Counting Coins

Count Your Coins For Free: Smart Tools To Keep More Money

Coins in Canada are a fact of life. It almost appears as though, over the years, coins have gotten heavier in our pockets; this despite the phasing out of the penny. Even though we use Interac debit and credit cards more and more, coins seem to creep into our pockets and weigh us down. When the coins accumulate, many turn to time consuming counting and rolling, or costly services that charge fees such as 11.9% to count the coins. You can do all this free if you want. I’ll show you how.

The most important thing to know is that banks are starting to offer coin counters for free. There is always a catch, so do your homework. The counter I currently use is at select Bank of Montreal (BMO) branches (find one). As of this writing, coins totalling $250 or less are counted for free, and over that, an 8% fee is levied on the total. Counting coins at BMO does not require an account, you’ll get a slip and the cashier will provide the cash (and change, naturally). Toronto Dominion also offers coin counters (find one) but you’ll need to be a customer or pay an 8% fee on the total. Word is that there is a $300 limit too, but I’ve not tried this service.

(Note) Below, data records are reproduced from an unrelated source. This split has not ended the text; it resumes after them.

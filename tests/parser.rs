//! Integration tests for the line parser, room tracking and event mapping.
//!
//! These feed raw server lines through the same steps the receiver takes:
//! parse, update rooms, map to an event.

use slirc_client::{parse_line, Code, Event, EventKind, Payload, Response, Rooms, Verb, NO_TOPIC};

/// Run lines through parse -> observe -> map, collecting event kinds.
fn replay(rooms: &mut Rooms, lines: &[&str]) -> Vec<EventKind> {
    lines
        .iter()
        .filter_map(|line| parse_line(line).ok())
        .filter_map(|record| {
            rooms.observe(&record, "me");
            Event::from_record(record)
        })
        .map(|event| event.kind())
        .collect()
}

#[test]
fn test_welcome_is_connection_established() {
    let record = parse_line(":irc.example.net 001 nick :Welcome").expect("Failed to parse welcome");
    assert_eq!(record.code, Code::Reply(1));
    assert_eq!(record.code_name(), "RPL_WELCOME");
    assert_eq!(record.server.as_deref(), Some("irc.example.net"));
    assert_eq!(record.message, "Welcome");

    let event = Event::from_record(record).expect("welcome maps to an event");
    assert_eq!(event.kind(), EventKind::Connected);
}

#[test]
fn test_join_is_room_activity() {
    let record = parse_line("nick!user@host JOIN #dev").expect("Failed to parse join");
    assert_eq!(record.code, Code::Verb(Verb::Join));
    assert_eq!(record.code_name(), "ROOMJOIN");
    assert_eq!(record.nick.as_deref(), Some("nick"));
    assert_eq!(record.room.as_deref(), Some("#dev"));

    let event = Event::from_record(record).expect("join maps to an event");
    assert_eq!(event.kind(), EventKind::RoomActivity);
}

#[test]
fn test_garbage_produces_nothing() {
    let mut rooms = Rooms::new();
    rooms.add_members("#dev", ["alice"]);
    let before = rooms.clone();

    let kinds = replay(&mut rooms, &["garbage\n", "", ":x!y@z NOTICE me :hi"]);
    assert!(kinds.is_empty());
    assert_eq!(rooms, before);
}

#[test]
fn test_reply_table_fields() {
    let topic = parse_line(":srv 332 me #rust :Memory safety").unwrap();
    assert_eq!(topic.code, Code::from(Response::RPL_TOPIC));
    assert_eq!(topic.room.as_deref(), Some("#rust"));
    assert_eq!(topic.message, "Memory safety");

    let names = parse_line(":srv 353 me @ #rust :@ferris +crab me").unwrap();
    assert_eq!(names.room.as_deref(), Some("#rust"));
    assert_eq!(names.message, "ferris,crab,me");

    let entry = parse_line(":srv 322 me #rust 1234 :Memory safety").unwrap();
    assert_eq!(entry.payload, Payload::ListEntry { users: 1234 });

    let unknown = parse_line(":srv 730 me :target online").unwrap();
    assert_eq!(unknown.code, Code::Reply(730));
    assert_eq!(unknown.payload, Payload::None);
    assert_eq!(unknown.message, "target online");
}

#[test]
fn test_join_flow_builds_room_state() {
    let mut rooms = Rooms::new();
    let kinds = replay(
        &mut rooms,
        &[
            ":irc.example.net 001 me :Welcome",
            ":irc.example.net 375 me :- irc.example.net Message of the day -",
            ":irc.example.net 372 me :- be nice",
            ":irc.example.net 376 me :End of /MOTD command.",
            ":me!u@h JOIN #rust",
            ":irc.example.net 331 me #rust :No topic is set",
            ":irc.example.net 353 me = #rust :me @ferris",
            ":irc.example.net 366 me #rust :End of /NAMES list.",
            ":bob!b@h JOIN #rust",
            ":ferris!f@h PRIVMSG #rust :welcome bob",
            ":Ferris!f@h QUIT :Quit: bye",
        ],
    );

    assert_eq!(
        kinds,
        vec![
            EventKind::Connected,
            EventKind::Motd,
            EventKind::Motd,
            EventKind::Motd,
            EventKind::RoomActivity,
            EventKind::RoomActivity,
            EventKind::RoomActivity,
            EventKind::RoomActivity,
            EventKind::RoomActivity,
            EventKind::DirectMessage,
            EventKind::RoomActivity,
        ]
    );

    let room = rooms.get("#rust").expect("room tracked");
    assert_eq!(room.topic(), NO_TOPIC);
    let mut members: Vec<&str> = room.members().collect();
    members.sort_unstable();
    assert_eq!(members, vec!["bob", "me"]);
}

#[test]
fn test_forwarded_join_renames_room() {
    let mut rooms = Rooms::new();
    rooms.ensure("#linux");
    let kinds = replay(
        &mut rooms,
        &[
            ":srv 470 me #linux ##linux :Forwarding to another channel",
            ":me!u@h JOIN ##linux",
            ":srv 332 me ##linux :Welcome to ##linux",
        ],
    );
    assert_eq!(kinds, vec![EventKind::RoomActivity; 3]);
    assert!(rooms.get("#linux").is_none());

    let room = rooms.get("##linux").unwrap();
    assert_eq!(room.name(), "##linux");
    assert_eq!(room.topic(), "Welcome to ##linux");
    assert!(room.has_member("ME"));
}

#[test]
fn test_room_errors_and_protocol_errors() {
    let mut rooms = Rooms::new();
    let kinds = replay(
        &mut rooms,
        &[
            ":srv 477 me #secure :Cannot join channel (+r)",
            ":srv 403 me #nope :No such channel",
            ":srv 433 * me :Nickname is already in use",
            "ERROR :Closing Link: me (Excess Flood)",
        ],
    );
    assert_eq!(
        kinds,
        vec![
            EventKind::RoomError,
            EventKind::RoomError,
            EventKind::ProtocolError,
            EventKind::ProtocolError,
        ]
    );
}

#[test]
fn test_server_ping_is_heartbeat() {
    let record = parse_line("PING :irc.example.net").unwrap();
    match Event::from_record(record) {
        Some(Event::Heartbeat(slirc_client::Beat::Ping(record))) => {
            assert_eq!(record.message, "irc.example.net");
        }
        other => panic!("expected heartbeat, got {:?}", other),
    }
}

More than having the coins counted, however, you really want to be smarter about how coins accumulate. I’m going to show you how I make sure that I’m always under the limit, and my coins are always counted free.

1. Basic sort – I used to sort like crazy, but it was too much. What I do now is keep it as simple as possible. Any Loonies and Toonies I keep on the side (or in my pocket). For those that drive, keep those $1 and $2 coins for parking meters or coffee purchases. The added bonus is that coins under a Loonie tend not to add up to a large sum quickly. You should never use a coin counter to count $1 and $2 coins.

2. Know what you have – The limits imposed by banks have been a moving target. This limit might go higher or lower and you’ll have no control. The best way to take some measure of control is to invest in a simple coin counting jar. As your coins accumulate, you’ll get to see how much is in the jar. Bring in coins when the jar is full or hit roughly $160-$200, don’t go higher than that.

3. Pre-Check the bank – Once you’ve found a bank that counts coins, go into the bank first without the coins (if you can) to assess the situation. Go to the information counter and ask if coin counting is still free, if there are limits, or if you need an account. Check out the coin counter device and read anything on the screen. Don’t bring in the coins unless you’re satisfied that the bank still does this for free.

The important thing to remember about your coins is that they are valuable. Don’t throw them away. Within a few months, you’ll have saved more than you thought, and with this knowledge, those coins won’t be lost in the cushions somewhere or whittled away by a bank or coin counter. Be smart about your money.